Geomagic squares

Geomagic squares have been defined (and copyrighted) recently by Lee Sallows, a Briton living in the Netherlands, who has described them as “a Copernican revolution” in magic squares. Alex Bellos has written about them on his blog, and Jacob Aron is writing for New Scientist about them.

A magic square is a square array, each cell containing a number, so that the sum of the numbers in any row, column or diagonal (the line sums, I shall say for brevity) is equal to a constant, the magic constant of the square. Traditionally the entries are the integers 1, 2, …, n2. For a geomagic square, rather than a number, we put a geometric shape in two or three dimensions in each cell, and require that the shapes in the cells in each line can be assembled (using Euclidean transformations, that is, combinations of translations, rotations and maybe a reflection) to make a fixed target shape.
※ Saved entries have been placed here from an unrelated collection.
//! Persistent stale-while-revalidate cache
//!
//! Entries are stored one JSON file per key. Lookups are served from disk;
//! missing keys are fetched inline, and stale keys are served immediately
//! while a single background refresh per key brings them up to date.

mod facade;
mod key;
mod refresh;
mod staleness;
mod store;

pub use facade::{CacheFacade, Outcome};
pub use key::sanitize_key;
pub use refresh::RefreshCoordinator;
pub use staleness::is_stale;
pub use store::{CacheEntry, CacheStore};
You are strongly advised to look at the introduction to Sallows’ book, or Bellos’ description, before continuing.

What does a mathematician make of this? If the mathematician loves group actions, the answer is to strip away the geometry and pose the problem for an arbitrary group action. The definition almost writes itself:

Let G be a permutation group on a set X. A G-magic square is an n×n square, each cell containing an orbit of G on the power set of X, together with a subset T of X called the target, such that for each line (i.e. row, column or diagonal) of the square, there is a choice of orbit representatives for the orbits in the cells in the line which form a partition of T.

Actually, this definition requires a little tweak, as we will see.
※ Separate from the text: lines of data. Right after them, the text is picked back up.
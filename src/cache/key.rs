//! Mapping of caller-supplied keys to file names
//!
//! Raw keys are author names, IDs or free-text queries and may contain
//! whitespace, path separators or dots. They are escaped so that the result is
//! always a single path component inside the cache directory.

use sha2::{Digest, Sha256};

/// Longest sanitized name kept as-is
const MAX_NAME_LEN: usize = 128;

/// Length a too-long name is cut to before the digest suffix is appended
const TRUNCATED_LEN: usize = 96;

/// Converts a raw key into a filesystem-safe file stem
///
/// ASCII alphanumerics, `-` and `_` pass through, whitespace becomes `_`, and
/// every other byte is written as `~XX`. No `/`, `\` or `.` survives, so the
/// result cannot escape the cache directory. The empty key maps to `~`.
///
/// Distinct keys can collide (`"a b"` and `"a_b"`); that is accepted.
pub fn sanitize_key(key: &str) -> String {
    if key.is_empty() {
        return "~".to_string();
    }

    let mut name = String::with_capacity(key.len());
    for ch in key.chars() {
        if ch.is_ascii_alphanumeric() || ch == '-' || ch == '_' {
            name.push(ch);
        } else if ch.is_whitespace() {
            name.push('_');
        } else {
            let mut buf = [0u8; 4];
            for byte in ch.encode_utf8(&mut buf).bytes() {
                name.push_str(&format!("~{:02X}", byte));
            }
        }
    }

    if name.len() > MAX_NAME_LEN {
        let digest = Sha256::digest(key.as_bytes());
        // Only ASCII is ever pushed, so any byte index is a char boundary
        name.truncate(TRUNCATED_LEN);
        name.push('-');
        name.push_str(&hex::encode(digest)[..16]);
    }

    name
}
If X is finite, then replacing each cell entry by the cardinality of the sets in the orbit gives an ordinary magic square, called the shadow of the G-magic square.
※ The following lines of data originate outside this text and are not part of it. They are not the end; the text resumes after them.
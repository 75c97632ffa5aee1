//! Freshness decision for cached entries

use chrono::{DateTime, Duration, Utc};

/// Returns true if an entry obtained at `timestamp` is older than `ttl` at `now`
///
/// An entry exactly `ttl` old is still fresh. A timestamp in the future (clock
/// skew between writes) is treated as fresh.
pub fn is_stale(timestamp: DateTime<Utc>, now: DateTime<Utc>, ttl: Duration) -> bool {
    now.signed_duration_since(timestamp) > ttl
}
More generally, if X is a measure space and G consists of measure-preserving transformations, then we create the shadow by replacing each cell entry (which we assume consists of sets of finite measure) by their common measure, again obtaining a magic square. We see that altering the sets by null sets doesn’t alter this, but does alter the fact that the sets in a line partition the target.

In fact, returning to Sallows’ examples, we see that such modification is necessary, since unless we are very clever about which boundary points are included in the sets, we will not strictly obtain a partition. So in this case, we should ask that the union of the sets in a line differs from the target by a null set.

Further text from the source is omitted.